Malang (beritajatim.com) – Kebakaran di kawasan Gunung Bromo kian meluas. Kebakaran pada Sabtu (12/9/2026) meluas hingga area pos Jemplang bahkan terpantau berada di sekitaran Bromo Hillside kafe di area Taman Nasional Bromo Tengger Semeru (TNBTS) yang memiliki pemandangan ikonik.
Kebakaran ini diketahui pertama kali pada Kamis, 10 September 2026 sekira pukul 16.30 WIB, di kawasan Savana Pengol. Kebakaran kemudian meluas hingga ke arah Gunung Kursi. Setelah kebakaran terdeteksi penanganan dan pemadaman terus dilakukan bersama berbagai unsur untuk mengendalikan perkembangan api dan mencegah penyebaran lebih luas.
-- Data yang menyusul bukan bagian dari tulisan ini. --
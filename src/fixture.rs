//! Fixtures for tests

use crate::agent::{Agent, Side};
use crate::market::{FixedSupplyMarket, VariableSupplyMarket};
use crate::units::{Price, Quantity};
use rstest::fixture;

/// Assert that an error with the given message occurs
macro_rules! assert_error {
    ($result:expr, $msg:expr) => {
        assert_eq!(
            $result.unwrap_err().chain().next().unwrap().to_string(),
            $msg
        );
    };
}
pub(crate) use assert_error;

#[fixture]
pub fn buyer() -> Agent {
    Agent::with_reservation_price("buyer", Side::Buy, Quantity(1.0), Price(3.0)).unwrap()
}

#[fixture]
pub fn seller() -> Agent {
    Agent::with_reservation_price("seller", Side::Sell, Quantity(1.0), Price(1.0)).unwrap()
}

/// One buyer and one seller whose reservation prices overlap between 1 and 3
#[fixture]
pub fn simple_market(buyer: Agent, seller: Agent) -> VariableSupplyMarket {
    let mut market = VariableSupplyMarket::new();
    market.add_agent(Box::new(buyer)).unwrap();
    market.add_agent(Box::new(seller)).unwrap();
    market
}

/// Ten buyers with reservation prices 1, 2, ..., 10
#[fixture]
pub fn stepped_buyers() -> Vec<Agent> {
    (1..=10)
        .map(|i| {
            Agent::with_reservation_price(
                &format!("b{i}"),
                Side::Buy,
                Quantity(1.0),
                Price(f64::from(i)),
            )
            .unwrap()
        })
        .collect()
}

/// The stepped buyers with a supply capacity of 4
#[fixture]
pub fn fixed_supply_market(stepped_buyers: Vec<Agent>) -> FixedSupplyMarket {
    let mut market = FixedSupplyMarket::new(Quantity(4.0)).unwrap();
    for agent in stepped_buyers {
        market.add_agent(Box::new(agent)).unwrap();
    }
    market
}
“Titik api berada di kawasan Pengol. Api kemudian berkembang dan menyebar hingga ke arah Gunung Kursi. Pergerakan api terbagi ke dua arah, kawasan Pengol dan arah Gunung Kursi. Petugas segera melakukan upaya penanganan dan pemadaman dengan menyesuaikan kondisi serta karakteristik medan di lapangan,” kata Kepala Balai Besar TNBTS Rudijanta Tjahja Nugraha, Minggu (13/9/2026).
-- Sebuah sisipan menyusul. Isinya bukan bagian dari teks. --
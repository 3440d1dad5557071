//! Last-resort adapter for service ids outside the catalog. Requests
//! degrade to a single message field; replies to best-effort text probing.

use serde_json::{json, Value};

use super::base::{NormalizedReply, OutgoingTurn, ServiceAdapter};
use super::wire::probe_text;

pub struct FallbackAdapter;

impl ServiceAdapter for FallbackAdapter {
    fn format_request(&self, turn: &OutgoingTurn) -> Value {
        json!({"message": turn.input})
    }

    fn normalize_response(&self, raw: &Value) -> NormalizedReply {
        NormalizedReply::text(probe_text(raw))
    }
}
//! Image intake pipeline.
//!
//! Two independent sources feed one outgoing turn: free-text lines of image
//! URLs, and locally selected files handed over by the picker boundary.
//! Both resolve into [`ImageAttachment`] so the request formatters can embed
//! them without caring where they came from.

use base64::engine::general_purpose::STANDARD as BASE64;
use base64::Engine;
use url::Url;

const IMAGE_EXTENSIONS: &[&str] = &[".jpg", ".jpeg", ".png", ".gif", ".webp", ".bmp", ".svg"];

const DEFAULT_MEDIA_TYPE: &str = "image/jpeg";

#[derive(Debug, Clone, Copy, PartialEq, Eq)]
pub enum AttachmentOrigin {
    RemoteUrl,
    LocalFile,
}

/// One resolved image for an outgoing turn. `data` is the URL itself for
/// remote attachments and the base64 payload for local ones; `preview` is
/// always directly renderable (the URL, or a data URI).
#[derive(Debug, Clone, PartialEq)]
pub struct ImageAttachment {
    pub origin: AttachmentOrigin,
    pub media_type: String,
    pub data: String,
    pub preview: String,
}

impl ImageAttachment {
    fn remote(url: &str) -> Self {
        ImageAttachment {
            origin: AttachmentOrigin::RemoteUrl,
            media_type: media_type_for_path(url),
            data: url.to_string(),
            preview: url.to_string(),
        }
    }

    fn local(media_type: &str, bytes: &[u8]) -> Self {
        let encoded = BASE64.encode(bytes);
        let preview = format!("data:{};base64,{}", media_type, encoded);
        ImageAttachment {
            origin: AttachmentOrigin::LocalFile,
            media_type: media_type.to_string(),
            data: encoded,
            preview,
        }
    }
}

/// A selected file as delivered by the external picker: declared content
/// type plus full byte content. The pipeline only filters and encodes.
#[derive(Debug, Clone)]
pub struct FileUpload {
    pub name: String,
    pub content_type: String,
    pub bytes: Vec<u8>,
}

/// Inclusion policy for candidate image URLs.
///
/// Generic hosts are admitted wholesale; only the excluded host must prove
/// itself via an image extension or an "image"/"img" hint in the URL. The
/// exclusion exists to keep one site's non-image asset links out of the
/// gallery by default, and is configuration rather than a universal rule.
#[derive(Debug, Clone)]
pub struct UrlFilter {
    pub excluded_host: String,
}

impl Default for UrlFilter {
    fn default() -> Self {
        UrlFilter {
            excluded_host: "hdmall.co.th".to_string(),
        }
    }
}

impl UrlFilter {
    pub fn accepts(&self, line: &str) -> bool {
        let Ok(url) = Url::parse(line) else {
            return false;
        };
        let lowered = line.to_lowercase();

        let has_image_extension = IMAGE_EXTENSIONS.iter().any(|ext| lowered.ends_with(ext));
        let has_image_hint = lowered.contains("image") || lowered.contains("img");
        let host_excluded = url
            .host_str()
            .is_some_and(|host| host.eq_ignore_ascii_case(&self.excluded_host));

        has_image_extension || has_image_hint || !host_excluded
    }
}

/// Resolve multi-line free text into remote attachments, one per qualifying
/// line. Lines that fail URL parsing or the filter are dropped without error.
pub fn extract_image_urls(text: &str, filter: &UrlFilter) -> Vec<ImageAttachment> {
    text.lines()
        .map(str::trim)
        .filter(|line| !line.is_empty())
        .filter(|line| filter.accepts(line))
        .map(ImageAttachment::remote)
        .collect()
}

/// Encode selected files into local attachments. Files whose declared
/// content type is not image/* are dropped without error; an undetectable
/// type falls back to image/jpeg.
pub fn encode_files(files: &[FileUpload]) -> Vec<ImageAttachment> {
    files
        .iter()
        .filter(|file| file.content_type.starts_with("image/"))
        .map(|file| {
            let media_type = if file.content_type == "image/" || file.content_type.is_empty() {
                DEFAULT_MEDIA_TYPE
            } else {
                &file.content_type
            };
            ImageAttachment::local(media_type, &file.bytes)
        })
        .collect()
}

fn media_type_for_path(url: &str) -> String {
    let lowered = url.to_lowercase();
    let guessed = match () {
        _ if lowered.ends_with(".png") => "image/png",
        _ if lowered.ends_with(".gif") => "image/gif",
        _ if lowered.ends_with(".webp") => "image/webp",
        _ if lowered.ends_with(".bmp") => "image/bmp",
        _ if lowered.ends_with(".svg") => "image/svg+xml",
        _ => DEFAULT_MEDIA_TYPE,
    };
    guessed.to_string()
}

/// The attachments staged for the next outgoing turn. The two sources are
/// owned and cleared independently; their union travels with one send and
/// is discarded afterwards.
#[derive(Debug, Default)]
pub struct AttachmentSet {
    url_images: Vec<ImageAttachment>,
    local_images: Vec<ImageAttachment>,
    filter: UrlFilter,
}

impl AttachmentSet {
    pub fn new() -> Self {
        Self::default()
    }

    pub fn with_filter(filter: UrlFilter) -> Self {
        AttachmentSet {
            filter,
            ..Self::default()
        }
    }

    /// Replace the URL-sourced attachments from a block of free text.
    pub fn set_url_text(&mut self, text: &str) {
        self.url_images = extract_image_urls(text, &self.filter);
    }

    /// Replace the file-sourced attachments from the picker's selection.
    pub fn set_files(&mut self, files: &[FileUpload]) {
        self.local_images = encode_files(files);
    }

    pub fn clear_urls(&mut self) {
        self.url_images.clear();
    }

    pub fn clear_files(&mut self) {
        self.local_images.clear();
    }

    pub fn clear(&mut self) {
        self.url_images.clear();
        self.local_images.clear();
    }

    /// URL attachments first, then local ones, in intake order.
    pub fn all(&self) -> Vec<ImageAttachment> {
        self.url_images
            .iter()
            .chain(self.local_images.iter())
            .cloned()
            .collect()
    }

    pub fn len(&self) -> usize {
        self.url_images.len() + self.local_images.len()
    }

    pub fn is_empty(&self) -> bool {
        self.len() == 0
    }
}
Keesokan harinya pada 11 September 2026, upaya penanganan terus dilakukan di kedua arah sebaran api. Sekitar pukul 18.30 WIB, api di kawasan Pengol yang mengarah ke Gunung Bromo berhasil dipadamkan. Sementara api yang mengarah ke Gunung Kursi belum sepenuhnya berhasil dipadamkan, namun diklaim dapat dikendalikan.
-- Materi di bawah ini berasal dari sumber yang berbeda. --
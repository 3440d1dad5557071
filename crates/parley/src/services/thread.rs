//! The thread-based family (contextual ads): the request carries a named
//! conversation thread, the reply is an array of product items that gets
//! summarized into display text.

use serde_json::{json, Value};

use super::base::{defaults, NormalizedReply, OutgoingTurn, ServiceAdapter};
use super::wire::{format_price, messages_with_input};

pub struct ThreadAdapter;

impl ServiceAdapter for ThreadAdapter {
    fn format_request(&self, turn: &OutgoingTurn) -> Value {
        let thread_name = match turn.thread_name {
            Some(name) => name.to_string(),
            None => format!("chat_{}", turn.sent_at),
        };

        // The custom input mode supplies a pre-parsed conversation and no
        // new input; a regular send appends the input as the final turn.
        let conversation = if turn.input.is_empty() {
            turn.history
                .iter()
                .map(|utterance| json!({"role": utterance.role, "content": utterance.content}))
                .collect::<Vec<_>>()
        } else {
            messages_with_input(turn.history, turn.input)
        };

        json!({
            "thread_name": thread_name,
            "conversation": conversation,
        })
    }

    fn normalize_response(&self, raw: &Value) -> NormalizedReply {
        let empty = Vec::new();
        let ads = raw.as_array().unwrap_or(&empty);

        if ads.is_empty() {
            return NormalizedReply::text(defaults::NO_ADS);
        }

        let listing = ads
            .iter()
            .enumerate()
            .map(|(index, ad)| {
                let name = ad
                    .get("product_name")
                    .and_then(Value::as_str)
                    .unwrap_or_default();
                let price = ad
                    .get("product_cash_price")
                    .and_then(format_price)
                    .unwrap_or_else(|| defaults::MISSING_PRICE.to_string());
                let url = ad
                    .get("product_url")
                    .and_then(Value::as_str)
                    .unwrap_or_default();
                format!("{}. {}\n   💰 ฿{}\n   🔗 {}\n", index + 1, name, price, url)
            })
            .collect::<Vec<_>>()
            .join("\n");

        let text = format!("🎯 Found {} contextual ads:\n\n{}", ads.len(), listing);

        let images: Vec<String> = ads
            .iter()
            .filter_map(|ad| ad.get("product_image_url").and_then(Value::as_str))
            .map(String::from)
            .collect();

        NormalizedReply {
            text,
            images,
            ..NormalizedReply::default()
        }
    }
}

#[cfg(test)]
mod tests {
    use super::*;
    use crate::models::message::Utterance;

    #[test]
    fn test_request_derives_thread_name_from_timestamp() {
        let history = vec![Utterance::user("I need a checkup")];
        let turn = OutgoingTurn::text_only(&history, "budget 5000", 1_700_000_000);

        let body = ThreadAdapter.format_request(&turn);
        assert_eq!(body["thread_name"], "chat_1700000000");
        assert_eq!(body["conversation"].as_array().unwrap().len(), 2);
    }

    #[test]
    fn test_request_with_explicit_thread_name() {
        let conversation = vec![
            Utterance::user("I need a checkup"),
            Utterance::assistant("What kind?"),
        ];
        let turn = OutgoingTurn {
            history: &conversation,
            input: "",
            attachments: &[],
            thread_name: Some("health_checkup_2024"),
            sent_at: 1_700_000_000,
        };

        let body = ThreadAdapter.format_request(&turn);
        assert_eq!(body["thread_name"], "health_checkup_2024");
        // No trailing empty user turn in the custom mode.
        assert_eq!(body["conversation"].as_array().unwrap().len(), 2);
    }

    #[test]
    fn test_normalize_empty_array() {
        let reply = ThreadAdapter.normalize_response(&json!([]));
        assert_eq!(reply.text, "🎯 No contextual ads found");
        assert!(reply.images.is_empty());
    }

    #[test]
    fn test_normalize_non_array_treated_as_empty() {
        let reply = ThreadAdapter.normalize_response(&json!({"error": "oops"}));
        assert_eq!(reply.text, defaults::NO_ADS);
    }

    #[test]
    fn test_normalize_items_with_prices_and_images() {
        let raw = json!([
            {
                "product_name": "Full checkup",
                "product_cash_price": 5000,
                "product_url": "https://example.com/p/1",
                "product_image_url": "https://example.com/i/1.jpg"
            },
            {
                "product_name": "Basic checkup",
                "product_cash_price": 1234567,
                "product_url": "https://example.com/p/2"
            }
        ]);

        let reply = ThreadAdapter.normalize_response(&raw);

        assert!(reply.text.starts_with("🎯 Found 2 contextual ads:"));
        assert!(reply.text.contains("1. Full checkup"));
        assert!(reply.text.contains("฿5,000"));
        assert!(reply.text.contains("฿1,234,567"));
        assert_eq!(reply.images, vec!["https://example.com/i/1.jpg"]);
    }

    #[test]
    fn test_normalize_missing_price_uses_placeholder() {
        let raw = json!([
            {"product_name": "A", "product_url": "https://example.com/a"},
            {"product_name": "B", "product_url": "https://example.com/b"}
        ]);

        let reply = ThreadAdapter.normalize_response(&raw);

        assert_eq!(reply.text.matches("฿N/A").count(), 2);
        assert!(reply.images.is_empty());
    }
}
use serde::{Deserialize, Serialize};

#[derive(Debug, Clone, PartialEq, Serialize, Deserialize)]
pub struct NamedLocation {
    pub name: String,
    pub coordinates: [f64; 2],
    pub address: String,
    pub map_url: String,
}

/// A related link attached to a reply, optionally carrying the physical
/// locations it refers to.
#[derive(Debug, Clone, PartialEq, Serialize, Deserialize)]
pub struct LinkInfo {
    pub url: String,
    pub kind: String,
    #[serde(default, skip_serializing_if = "Vec::is_empty")]
    pub locations: Vec<NamedLocation>,
}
“Tanggal 12 September 2026, kembali muncul api di kawasan Pengol. Kondisi angin kencang turut memengaruhi perkembangan api sehingga kebakaran kembali membesar dan bergerak hingga mencapai Pos Jemplang pada sekitar pukul 16.20 WIB. Hingga saat ini, api masih belum berhasil dipadamkan dan penanganan terus dilakukan oleh petugas bersama seluruh unsur yang terlibat,” ujar Rudi.
Rudi menuturkan, pemantauan dan upaya pengendalian terus dilakukan secara intensif. Pemadaman dilakukan dengan melibatkan berbagai personel selain masyarakat yang selama ini aktif di TNBTS. Pemadaman juga dibantu oleh Manggala Agni BKSDA Bali, Manggala Agni Taman Nasional Bali Barat, dan Brigade Pengendalian Kebakaran Hutan (Brigdalkarhut) Jabalnusra.
“Berbagai upaya pemadaman telah dilakukan dengan menyesuaikan kondisi medan dan perkembangan api di lapangan,” tutur Rudi.
Untuk pemadaman dengan penyemprotan air digunakan 2 unit mobil tangki, sedangkan untuk mendukung ketersediaan air di lokasi dilakukan suplai air menggunakan 2 unit mobil patroli, 2 unit kendaraan pick up, dan 1 unit truk air. Selain menggunakan air, petugas juga melakukan pemadaman secara manual dan mekanis menggunakan gepyok, jet shooter, dan engine blower.